Giter Club home page Giter Club logo

luwak's Introduction

Luwak - stored query engine from Flax

This project depends on the Flax lucene-solr-intervals fork of Lucene/Solr. Before building, download lucene-solr-intervals from https://github.com/flaxsearch/lucene-solr-intervals and follow the maven build instructions.

Once that's done, you can build and deploy Luwak by running mvn install.

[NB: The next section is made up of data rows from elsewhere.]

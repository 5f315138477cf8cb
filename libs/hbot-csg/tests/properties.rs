//! Algebraic properties of composed trees, checked through the public API.

use glam::DVec3;
use hbot_csg::shapes::{d_shape, nut_slot, nut_trap};
use hbot_csg::{to_json, Node, Primitive};

fn block() -> Node {
    Primitive::cube(DVec3::new(30.0, 20.0, 6.0)).unwrap().into()
}

fn bracket() -> Node {
    let lug = d_shape(4.0, 4.0, 6.0).unwrap().translated(DVec3::new(15.0, 20.0, 0.0));
    let body = Node::union([block(), lug]);
    body.subtract(
        nut_trap(5.5, 2.4)
            .unwrap()
            .translated(DVec3::new(15.0, 10.0, 3.6)),
    )
    .subtract(
        nut_slot(5.5, 2.4, 12.0)
            .unwrap()
            .translated(DVec3::new(5.0, 10.0, 1.0)),
    )
}

#[test]
fn identical_construction_gives_identical_scene() {
    assert_eq!(to_json(&bracket()).unwrap(), to_json(&bracket()).unwrap());
}

#[test]
fn moving_a_clone_leaves_the_original() {
    let original = bracket();
    let before = to_json(&original).unwrap();
    let moved = original
        .clone()
        .translated(DVec3::new(0.0, 0.0, 40.0))
        .rotated(DVec3::X, 90.0);
    assert_ne!(to_json(&moved).unwrap(), before);
    assert_eq!(to_json(&original).unwrap(), before);
}

#[test]
fn hull_covers_both_operands() {
    let a = bracket();
    let b = block().translated(DVec3::new(-10.0, 40.0, 2.0));
    let hull = Node::hull([a.clone(), b.clone()]).bounding_box();
    assert!(hull.contains(&a.bounding_box()));
    assert!(hull.contains(&b.bounding_box()));
}

#[test]
fn cutting_twice_changes_nothing() {
    let hole: Node = Primitive::hole(1.6, 6.2).unwrap().into();
    let hole = hole.translated(DVec3::new(10.0, 10.0, -0.1));
    let once = bracket().subtract(hole.clone());
    let twice = once.clone().subtract(hole);
    assert_eq!(once, twice);
    assert_eq!(to_json(&once).unwrap(), to_json(&twice).unwrap());
}

#[test]
fn union_of_single_shape_is_the_shape() {
    assert_eq!(Node::union([bracket()]), bracket());
}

You can find out a bit more about how Flax use Luwak for media monitoring applications in this video from Lucene Revolution 2013 http://www.youtube.com/watch?v=rmRCsrJp2A8 and this video from Berlin Buzzwords 2014 http://berlinbuzzwords.de/session/turning-search-upside-down-search-queries-documents

Running the demo

A small demo program is included in the distribution that will run queries provided in a text file over a small corpus of documents from project gutenberg (via nltk).

./run-demo

Using the monitor

Basic usage looks like this:

Monitor monitor = new Monitor(new LuceneQueryParser("field"), WildcardNGramPresearcher.DEFAULT);

MonitorQuery mq = new MonitorQuery("query1", "field:text");
monitor.update(mq);

InputDocument doc = InputDocument.builder("doc1")
                        .addField(textfield, document, new StandardTokenizer(Version.LUCENE_50))
                        .build();
SimpleMatcher matches = monitor.match(doc, SimpleMatcher.FACTORY);

Adding queries

The monitor is updated using MonitorQuery objects, which consist of an id, a query string and an optional highlight query string. The monitor uses its provided MonitorQueryParser to parse the query strings and cache query objects.

Matching documents

Queries selected by the monitor to run against an InputDocument are passed to a CandidateMatcher class. Three implementations are provided:

  • SimpleMatcher - reports which queries matched the InputDocument
  • ScoringMatcher - reports which queries matched, with their scores
  • IntervalsMatcher - reports which queries matched, with the individual matches for each query

Filtering out queries

The monitor uses a Presearcher implementation to reduce the number of queries it runs during a match run. Luwak comes with three presearcher implementations.

MatchAllPresearcher

This Presearcher does no filtering whatsoever, so the monitor will run all its registered queries against every document passed to match.

TermFilteredPresearcher

This Presearcher extracts terms from each registered query and indexes the queries against them in the Monitor's internal index. At match-time, the passed-in InputDocument is tokenized and converted to a disjunction query. All queries that match this query in the monitor's index are then run against the document.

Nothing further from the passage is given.